Thomas Brettell was living in West Bromwich by the mid-1820s when he married Catharine (or Catherine, both spellings appear on different census forms) Ensor, a woman from Birmingham. Their son John was born in 1829 or 1830, the youngest of four sons in the family. On the day of the 1841 census John and Catharine were one of several couples named Brettell who were living on Spon Lane. John, aged 12, was probably still at school but all his older brothers were working. The writing on the 1841 census is always a trial to interpret but I think that at least one brother, Thomas (aged 15) was working as a smith; though the eldest son, William, had left the shop-floor for the office and was working at a foundry, but as a clerk.


Thomas Brettell seemed always to have worked for other people: as late as 1851 he was describing himself to a census official as a “jobbing” smith, which I read as meaning that he did not run his own business. One of the firms he worked for may have been the Britannia Bedstead Works, owned by Thomas and James Middleton and based at the Victoria Iron Foundry in Smethwick’s Rolfe Street; though he won’t have worked for them at that address before the 1830s, as Rolfe Street was not laid out and built on until then. If he didn’t actually work for the Middleton brothers he might have been employed by one of their many sub-contractors - makers of tubes, angles and brass mounts.

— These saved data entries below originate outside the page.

use clap::Parser;
use std::path::PathBuf;
use std::time::Duration;

/// Runtime configuration, from flags or the environment.
#[derive(Parser, Debug, Clone)]
#[command(author, version, about = "Terminal task board", long_about = None)]
pub struct Config {
    /// JSON document the task list is seeded from.
    #[arg(long, env = "TASK_BOARD_SOURCE", default_value = "data/db.json")]
    pub source: PathBuf,

    /// How often the UI polls for input, in milliseconds.
    #[arg(long, env = "TASK_BOARD_TICK_MS", default_value_t = 250)]
    pub tick_ms: u64,

    /// How often the "Updated at" clock refreshes, in seconds.
    #[arg(long, env = "TASK_BOARD_CLOCK_INTERVAL_SECS", default_value_t = 60)]
    pub clock_interval_secs: u64,

    /// Where diagnostics go; the terminal belongs to the UI.
    #[arg(long, env = "TASK_BOARD_LOG_FILE", default_value = "task_board.log")]
    pub log_file: PathBuf,
}

impl Config {
    pub fn tick_rate(&self) -> Duration {
        Duration::from_millis(self.tick_ms.max(1))
    }

    pub fn clock_interval(&self) -> Duration {
        Duration::from_secs(self.clock_interval_secs.max(1))
    }
}
use anyhow::{Context, Result};
use std::fs::OpenOptions;
use std::path::Path;
use std::sync::Mutex;
use tracing_subscriber::{fmt, prelude::*, EnvFilter};

// Installs the global subscriber, appending to `log_file`.
//
// The filter comes from `TASK_BOARD_LOG` (default `task_board=info`);
// `TASK_BOARD_LOG_FORMAT=json` switches to JSON lines.
pub fn init_tracing(log_file: &Path) -> Result<()> {
    let file = OpenOptions::new()
        .create(true)
        .append(true)
        .open(log_file)
        .with_context(|| format!("failed to open log file {}", log_file.display()))?;

    let filter = EnvFilter::try_from_env("TASK_BOARD_LOG")
        .unwrap_or_else(|_| EnvFilter::new("task_board=info,warn"));
    let format = std::env::var("TASK_BOARD_LOG_FORMAT").unwrap_or_else(|_| "compact".to_string());

    let registry = tracing_subscriber::registry().with(filter);
    let writer = Mutex::new(file);

    match format.as_str() {
        "json" => registry
            .with(fmt::layer().json().with_ansi(false).with_writer(writer))
            .try_init(),
        _ => registry
            .with(fmt::layer().compact().with_ansi(false).with_writer(writer))
            .try_init(),
    }
    .context("tracing subscriber already installed")
}
use crate::app::models::TaskId;

pub type StoreResult<T> = Result<T, StoreError>;

// Why a task document could not be turned into tasks.
#[derive(Debug, thiserror::Error)]
pub enum SourceError {
    #[error("failed to read task document `{path}`: {source}")]
    Read {
        path: String,
        #[source]
        source: std::io::Error,
    },

    #[error("task document is not valid JSON: {0}")]
    Parse(#[from] serde_json::Error),

    #[error("task {id} has an unreadable createdAt `{value}`")]
    Timestamp { id: TaskId, value: String },

    #[error("task id {0} appears more than once in the document")]
    DuplicateId(TaskId),
}

#[derive(Debug, thiserror::Error)]
pub enum StoreError {
    // The external document could not be fetched or parsed during load.
    #[error("task source unavailable: {0}")]
    SourceUnavailable(#[from] SourceError),

    #[error("task {0} not found")]
    NotFound(TaskId),

    #[error("no task id left above the largest one in use")]
    IdsExhausted,

    #[error("in-memory task table failed: {0}")]
    Database(#[from] rusqlite::Error),
}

There must have been some connection between Thomas Brettell and the Middletons, because (probably as soon as he left school) John Brettell was taken on by the Middletons as an apprentice iron-moulder, possibly following in the footsteps of his elder brother Joseph, who had finished his apprenticeship and was working as an iron-moulder by 1851. The Britannia Bedstead Works was not a particularly large employer by local standards - in 1851 it employed 80 men - but it was profitable enough to enable James Middleton and his wife Elizabeth to live in a house in New Street, North Harborne, and to employ a servant - one of the first they will have had - a cook. John was nearing the end of his seven years as an apprentice on the day of the 1851 census, and was living in James Middleton’s household. In 1853, his apprenticeship over, he married James Middleton’s daughter Anne (or Ann), at Smethwick’s Wesleyan Methodists’ chapel.


The early 1850s were a very exciting time to be living in the Black Country. 1851 was the year of the Great Exhibition and two of the district’s biggest firms were heavily involved in the creation of the ground-breaking and breath-taking Crystal Palace which housed it: Fox Henderson and Co built the Crystal Palace’s steel core; and Chance Brothers, already famous for making windows for Big Ben and the new Houses of Parliament, made its huge expanses of glass. Perhaps John Brettell regretted, from time to time, that he wasn’t working for either of those firms. I’m sure he will have made the trip to London to see the Exhibition. The following year was also a landmark year for Smethwick: the London and North Western Railway built a railway station at Spon Lane. However, as so often in Victorian industry, boom and bust existed close together: in 1856 Fox Henderson and Co went bankrupt, a disaster for the local economy as about 2000 local people were economically dependent on the firm, either directly as employees or indirectly through sub-contractors.


T AND J BRETTELL

Perhaps John Brettell had been all set to become a senior employee of Thomas and James Middleton; with maybe even the possibility of being taken into partnership in due course. But if there were any such plans they were overset by one of those tragedies that were all too familiar in Victorian England: Anne Brettell died in childbirth in 1854, and the baby, Samuel Brettell, died as well. John’s father Thomas had also died, in 1853, and John Brettell’s life took a different course. By 1859 he was one of the proprietors - or possibly the sole proprietor - of T and J Brettell of the Spon Lane Foundry at 193 Spon Lane, iron founders and engineers. The name of the firm has confused me; because I’m not sure which ‘T’ is ‘J’‘s partner in it. At different times, three different men called ‘thomas brettell’ may have been involved in the business: John’s father (though only for a short time), John’s brother, and one of John’s sons (other sons also worked for him). However, none of them seem very likely partners to me, for various reasons, and perhaps John always ran the firm alone while remembering his father in the name he chose for it.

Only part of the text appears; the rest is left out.